▶ PROBLEM TO SOLVE:
Output the material exactly, with every line intact.

[DATASET ENTRIES — start]

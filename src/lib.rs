// src/lib.rs

#[macro_use]
pub mod macros;

pub mod config;
pub mod core;
pub mod specs;

pub mod csv;
pub mod data;
pub mod error;
pub mod file;
pub mod normalize;
pub mod progress;
pub mod scrape;
pub mod stats;
pub mod store;

#[cfg(feature = "cli")]
pub mod cli;

pub use data::{BoutRecord, Extraction, Outcome, ProfileSummary};
pub use specs::boxer::{parse_doc, parse_str};
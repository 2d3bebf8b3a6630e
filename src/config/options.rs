// src/config/options.rs
use std::ffi::OsString;
use std::path::{Path, PathBuf};
use std::time::Duration;

use super::consts::*;
use crate::normalize::CenturyPolicy;
use crate::specs::rows::LayoutHint;
use crate::stats::KoScope;

#[derive(Clone, Debug, PartialEq, Eq, Default)]
pub struct AppOptions {
    pub fetch: FetchOptions,
    pub extract: ExtractOptions,
    pub ko_scope: KoScope,
    pub export: ExportOptions,
}

#[derive(Clone, Debug, PartialEq, Eq)]
pub struct FetchOptions {
    pub url: String,
    pub user_agent: String,
    pub timeout: Duration,
    /// Sleep before each network request.
    pub pause: Duration,
    pub cache: CacheOptions,
}

impl Default for FetchOptions {
    fn default() -> Self {
        Self {
            url: s!(DEFAULT_URL),
            user_agent: s!(USER_AGENT),
            timeout: Duration::from_secs(TIMEOUT_SECS),
            pause: Duration::from_millis(REQUEST_PAUSE_MS),
            cache: CacheOptions::default(),
        }
    }
}

#[derive(Clone, Debug, PartialEq, Eq)]
pub struct CacheOptions {
    pub enabled: bool,
    pub ttl: Duration,
    /// On-disk copy of fetched documents; `None` keeps the cache in memory only.
    pub dir: Option<PathBuf>,
}

impl Default for CacheOptions {
    fn default() -> Self {
        Self {
            enabled: true,
            ttl: Duration::from_secs(CACHE_TTL_SECS),
            dir: Some(PathBuf::from(STORE_DIR)),
        }
    }
}

#[derive(Clone, Debug, PartialEq, Eq)]
pub struct ExtractOptions {
    pub century: CenturyPolicy,
    pub layout: LayoutHint,
    /// "More than N rows" threshold of the last-resort bout-table heuristic.
    pub heuristic_min_rows: usize,
}

impl Default for ExtractOptions {
    fn default() -> Self {
        Self {
            century: CenturyPolicy::AsParsed,
            layout: LayoutHint::Auto,
            heuristic_min_rows: HEURISTIC_MIN_ROWS,
        }
    }
}

#[derive(Clone, Copy, Debug, PartialEq, Eq)]
pub enum ExportFormat {
    Csv,
    Tsv,
}

impl ExportFormat {
    pub fn ext(&self) -> &'static str {
        match self { ExportFormat::Csv => "csv", ExportFormat::Tsv => "tsv" }
    }
    pub fn delim(&self) -> u8 {
        match self { ExportFormat::Csv => b',', ExportFormat::Tsv => b'\t' }
    }
}

/// Language of the exported header row. Import accepts both.
#[derive(Clone, Copy, Debug, PartialEq, Eq)]
pub enum HeaderLang {
    English,
    Spanish,
}

#[derive(Clone, Debug, PartialEq, Eq)]
pub struct ExportOptions {
    pub format: ExportFormat,
    pub include_headers: bool,
    pub lang: HeaderLang,
    out_path: OutputPath,
}

impl Default for ExportOptions {
    fn default() -> Self {
        Self {
            format: ExportFormat::Csv,
            include_headers: true,
            lang: HeaderLang::English,
            out_path: OutputPath::default(),
        }
    }
}

impl ExportOptions {
    /// Final file path. A user-typed extension wins; otherwise the format decides.
    pub fn out_path(&self) -> PathBuf {
        let mut name = self.out_path.file_stem.clone();
        name.push(".");
        match &self.out_path.ext {
            Some(ext) => name.push(ext),
            None => name.push(self.format.ext()),
        }
        self.out_path.dir.join(name)
    }

    /// Parse user text into dir + stem (+ explicit extension, if typed).
    /// A trailing separator means "directory only": the stem stays as it was.
    pub fn set_path(&mut self, text: &str) {
        let s = text.trim();
        if s.is_empty() { return; }

        let p = Path::new(s);
        if s.ends_with('/') || s.ends_with('\\') {
            self.out_path.dir = p.to_path_buf();
            return;
        }
        if let Some(parent) = p.parent() {
            self.out_path.dir = parent.to_path_buf();
        }
        if let Some(stem) = p.file_stem() {
            self.out_path.file_stem = stem.to_os_string();
        }
        self.out_path.ext = p.extension().map(|e| e.to_os_string());
    }

    /// Replace only the stem (e.g. with the sanitized boxer name), keeping dir + extension policy.
    pub fn set_stem(&mut self, stem: &str) {
        self.out_path.file_stem = OsString::from(stem);
    }

    pub fn delim(&self) -> u8 {
        self.format.delim()
    }
}

#[derive(Clone, Debug, PartialEq, Eq)]
pub struct OutputPath {
    dir: PathBuf,
    file_stem: OsString, // without extension
    ext: Option<OsString>,
}

impl Default for OutputPath {
    fn default() -> Self {
        Self {
            dir: PathBuf::from(DEFAULT_OUT_DIR).join(DEFAULT_BOUTS_SUBDIR),
            file_stem: OsString::from(DEFAULT_FILE),
            ext: None,
        }
    }
}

[DATASET ENTRIES — finish]

▶ SOLUTION BELOW:
filename src/lib.rs
// src/lib.rs

#[macro_use]
pub mod macros;

pub mod config;
pub mod core;
pub mod specs;

pub mod csv;
pub mod data;
pub mod error;
pub mod file;
pub mod normalize;
pub mod progress;
pub mod scrape;
pub mod stats;
pub mod store;

#[cfg(feature = "cli")]
pub mod cli;

pub use data::{BoutRecord, Extraction, Outcome, ProfileSummary};
pub use specs::boxer::{parse_doc, parse_str};
repository 2d3bebf8b3a6630e
filename src/config/options.rs
// src/config/options.rs
use std::ffi::OsString;
use std::path::{Path, PathBuf};
use std::time::Duration;

use super::consts::*;
use crate::normalize::CenturyPolicy;
use crate::specs::rows::LayoutHint;
use crate::stats::KoScope;

#[derive(Clone, Debug, PartialEq, Eq, Default)]
pub struct AppOptions {
    pub fetch: FetchOptions,
    pub extract: ExtractOptions,
    pub ko_scope: KoScope,
    pub export: ExportOptions,
}

#[derive(Clone, Debug, PartialEq, Eq)]
pub struct FetchOptions {
    pub url: String,
    pub user_agent: String,
    pub timeout: Duration,
    /// Sleep before each network request.
    pub pause: Duration,
    pub cache: CacheOptions,
}

impl Default for FetchOptions {
    fn default() -> Self {
        Self {
            url: s!(DEFAULT_URL),
            user_agent: s!(USER_AGENT),
            timeout: Duration::from_secs(TIMEOUT_SECS),
            pause: Duration::from_millis(REQUEST_PAUSE_MS),
            cache: CacheOptions::default(),
        }
    }
}

#[derive(Clone, Debug, PartialEq, Eq)]
pub struct CacheOptions {
    pub enabled: bool,
    pub ttl: Duration,
    /// On-disk copy of fetched documents; `None` keeps the cache in memory only.
    pub dir: Option<PathBuf>,
}

impl Default for CacheOptions {
    fn default() -> Self {
        Self {
            enabled: true,
            ttl: Duration::from_secs(CACHE_TTL_SECS),
            dir: Some(PathBuf::from(STORE_DIR)),
        }
    }
}

#[derive(Clone, Debug, PartialEq, Eq)]
pub struct ExtractOptions {
    pub century: CenturyPolicy,
    pub layout: LayoutHint,
    /// "More than N rows" threshold of the last-resort bout-table heuristic.
    pub heuristic_min_rows: usize,
}

impl Default for ExtractOptions {
    fn default() -> Self {
        Self {
            century: CenturyPolicy::AsParsed,
            layout: LayoutHint::Auto,
            heuristic_min_rows: HEURISTIC_MIN_ROWS,
        }
    }
}

#[derive(Clone, Copy, Debug, PartialEq, Eq)]
pub enum ExportFormat {
    Csv,
    Tsv,
}

impl ExportFormat {
    pub fn ext(&self) -> &'static str {
        match self { ExportFormat::Csv => "csv", ExportFormat::Tsv => "tsv" }
    }
    pub fn delim(&self) -> u8 {
        match self { ExportFormat::Csv => b',', ExportFormat::Tsv => b'\t' }
    }
}

/// Language of the exported header row. Import accepts both.
#[derive(Clone, Copy, Debug, PartialEq, Eq)]
pub enum HeaderLang {
    English,
    Spanish,
}

#[derive(Clone, Debug, PartialEq, Eq)]
pub struct ExportOptions {
    pub format: ExportFormat,
    pub include_headers: bool,
    pub lang: HeaderLang,
    out_path: OutputPath,
}

impl Default for ExportOptions {
    fn default() -> Self {
        Self {
            format: ExportFormat::Csv,
            include_headers: true,
            lang: HeaderLang::English,
            out_path: OutputPath::default(),
        }
    }
}

impl ExportOptions {
    /// Final file path. A user-typed extension wins; otherwise the format decides.
    pub fn out_path(&self) -> PathBuf {
        let mut name = self.out_path.file_stem.clone();
        name.push(".");
        match &self.out_path.ext {
            Some(ext) => name.push(ext),
            None => name.push(self.format.ext()),
        }
        self.out_path.dir.join(name)
    }

    /// Parse user text into dir + stem (+ explicit extension, if typed).
    /// A trailing separator means "directory only": the stem stays as it was.
    pub fn set_path(&mut self, text: &str) {
        let s = text.trim();
        if s.is_empty() { return; }

        let p = Path::new(s);
        if s.ends_with('/') || s.ends_with('\\') {
            self.out_path.dir = p.to_path_buf();
            return;
        }
        if let Some(parent) = p.parent() {
            self.out_path.dir = parent.to_path_buf();
        }
        if let Some(stem) = p.file_stem() {
            self.out_path.file_stem = stem.to_os_string();
        }
        self.out_path.ext = p.extension().map(|e| e.to_os_string());
    }

    /// Replace only the stem (e.g. with the sanitized boxer name), keeping dir + extension policy.
    pub fn set_stem(&mut self, stem: &str) {
        self.out_path.file_stem = OsString::from(stem);
    }

    pub fn delim(&self) -> u8 {
        self.format.delim()
    }
}

#[derive(Clone, Debug, PartialEq, Eq)]
pub struct OutputPath {
    dir: PathBuf,
    file_stem: OsString, // without extension
    ext: Option<OsString>,
}

impl Default for OutputPath {
    fn default() -> Self {
        Self {
            dir: PathBuf::from(DEFAULT_OUT_DIR).join(DEFAULT_BOUTS_SUBDIR),
            file_stem: OsString::from(DEFAULT_FILE),
            ext: None,
        }
    }
}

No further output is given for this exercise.